Dataset entries:
"""
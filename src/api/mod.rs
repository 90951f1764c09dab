//! Remote API subsystem.
//!
//! # Data Flow
//! ```text
//! dispatcher (route variant)
//!     → client.rs (URL building, GET with timeout)
//!     → types.rs (serde wire types)
//!     → Ok(entity) | Err(status + body)
//! ```
//!
//! # Design Decisions
//! - Read-only: every call is a GET against a fixed base host
//! - Errors are data, not control flow; dispatchers decide the fallback
//! - One shared connection pool per process

pub mod client;
pub mod types;

pub use client::ShareApiClient;
pub use types::{ApiError, ApiResult};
"""
Work to complete: Every word of the data above should be given again, exactly as it stands.

Written answer:
filename src/api/mod.rs
repository 90951f1764c09dab
//! Remote API subsystem.
//!
//! # Data Flow
//! ```text
//! dispatcher (route variant)
//!     → client.rs (URL building, GET with timeout)
//!     → types.rs (serde wire types)
//!     → Ok(entity) | Err(status + body)
//! ```
//!
//! # Design Decisions
//! - Read-only: every call is a GET against a fixed base host
//! - Errors are data, not control flow; dispatchers decide the fallback
//! - One shared connection pool per process

pub mod client;
pub mod types;

pub use client::ShareApiClient;
pub use types::{ApiError, ApiResult};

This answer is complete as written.